- _What is expected_
Will you return, word for word, only the lines from the top of the data below down to and including the one with "the caller until"?

- _Data listing_
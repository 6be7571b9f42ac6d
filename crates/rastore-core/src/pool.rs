//! Fork/join worker pool
//!
//! Every parallel phase runs `size` workers over scoped threads and blocks
//! the caller until all of them have finished. There is no task queue:
//! worker `k` is handed its index and decides from it which partition it
//! owns.

use std::panic;

use tracing::trace;

use crate::error::StoreResult;

/// Fixed-size fork/join pool
#[derive(Debug, Clone)]
pub struct WorkerPool {
    size: usize,
}

impl WorkerPool {
    pub fn new(size: usize) -> Self {
        Self { size: size.max(1) }
    }

    pub fn size(&self) -> usize {
        self.size
    }

    /// Run `f(k)` for every worker `k` and collect the results in worker
    /// order. The first error, by worker index, is returned.
    pub fn in_parallel<T, F>(&self, f: F) -> StoreResult<Vec<T>>
    where
        T: Send,
        F: Fn(usize) -> StoreResult<T> + Sync,
    {
        if self.size == 1 {
            return Ok(vec![f(0)?]);
        }

        trace!(workers = self.size, "fork");
        let results: Vec<std::thread::Result<StoreResult<T>>> = std::thread::scope(|s| {
            let f = &f;
            let handles: Vec<_> = (0..self.size).map(|k| s.spawn(move || f(k))).collect();
            handles.into_iter().map(|h| h.join()).collect()
        });
        trace!(workers = self.size, "join");

        results
            .into_iter()
            .map(|r| r.unwrap_or_else(|payload| panic::resume_unwind(payload)))
            .collect()
    }

    /// Run `f(k, &mut items[k])` with each worker owning exactly one item
    pub fn for_each_mut<T, F>(&self, items: &mut [T], f: F) -> StoreResult<()>
    where
        T: Send,
        F: Fn(usize, &mut T) -> StoreResult<()> + Sync,
    {
        if self.size == 1 || items.len() <= 1 {
            for (k, item) in items.iter_mut().enumerate() {
                f(k, item)?;
            }
            return Ok(());
        }

        let results: Vec<std::thread::Result<StoreResult<()>>> = std::thread::scope(|s| {
            let f = &f;
            let handles: Vec<_> = items
                .iter_mut()
                .enumerate()
                .map(|(k, item)| s.spawn(move || f(k, item)))
                .collect();
            handles.into_iter().map(|h| h.join()).collect()
        });

        for r in results {
            r.unwrap_or_else(|payload| panic::resume_unwind(payload))?;
        }
        Ok(())
    }
}

/// Contiguous slice `[lo, hi)` of `0..n` owned by worker `k` of `workers`
pub fn partition(n: usize, workers: usize, k: usize) -> (usize, usize) {
    let workers = workers.max(1);
    let lo = n * k / workers;
    let hi = n * (k + 1) / workers;
    (lo, hi)
}

#[cfg(test)]
mod tests {
    use super::*;
    use crate::error::StoreError;
    use std::sync::atomic::{AtomicUsize, Ordering};

    #[test]
    fn test_results_in_worker_order() {
        let pool = WorkerPool::new(4);
        let out = pool.in_parallel(|k| Ok(k * 10)).unwrap();
        assert_eq!(out, vec![0, 10, 20, 30]);
        assert_eq!(WorkerPool::new(0).size(), 1);
    }

    #[test]
    fn test_error_propagates() {
        let pool = WorkerPool::new(3);
        let ran = AtomicUsize::new(0);
        let err = pool
            .in_parallel(|k| {
                ran.fetch_add(1, Ordering::Relaxed);
                if k == 1 {
                    Err(StoreError::malformed("worker one failed"))
                } else {
                    Ok(k)
                }
            })
            .unwrap_err();
        assert!(matches!(err, StoreError::Malformed { .. }));
        // Every worker still ran to completion
        assert_eq!(ran.load(Ordering::Relaxed), 3);
    }

    #[test]
    fn test_for_each_mut_exclusive_items() {
        let pool = WorkerPool::new(4);
        let mut items = vec![Vec::new(); 4];
        pool.for_each_mut(&mut items, |k, v: &mut Vec<usize>| {
            v.extend(0..k);
            Ok(())
        })
        .unwrap();
        assert_eq!(items.iter().map(Vec::len).collect::<Vec<_>>(), vec![0, 1, 2, 3]);
    }

    #[test]
    fn test_partition_covers_range() {
        for n in [0usize, 1, 5, 6, 97] {
            for workers in 1..6 {
                let mut next = 0;
                for k in 0..workers {
                    let (lo, hi) = partition(n, workers, k);
                    assert_eq!(lo, next);
                    assert!(hi >= lo);
                    next = hi;
                }
                assert_eq!(next, n);
            }
        }
    }
}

- _Your response_
repository 6be7571b9f42ac6d
filename crates/rastore-core/src/pool.rs
//! Fork/join worker pool
//!
//! Every parallel phase runs `size` workers over scoped threads and blocks
//! the caller until all of them have finished. There is no task queue:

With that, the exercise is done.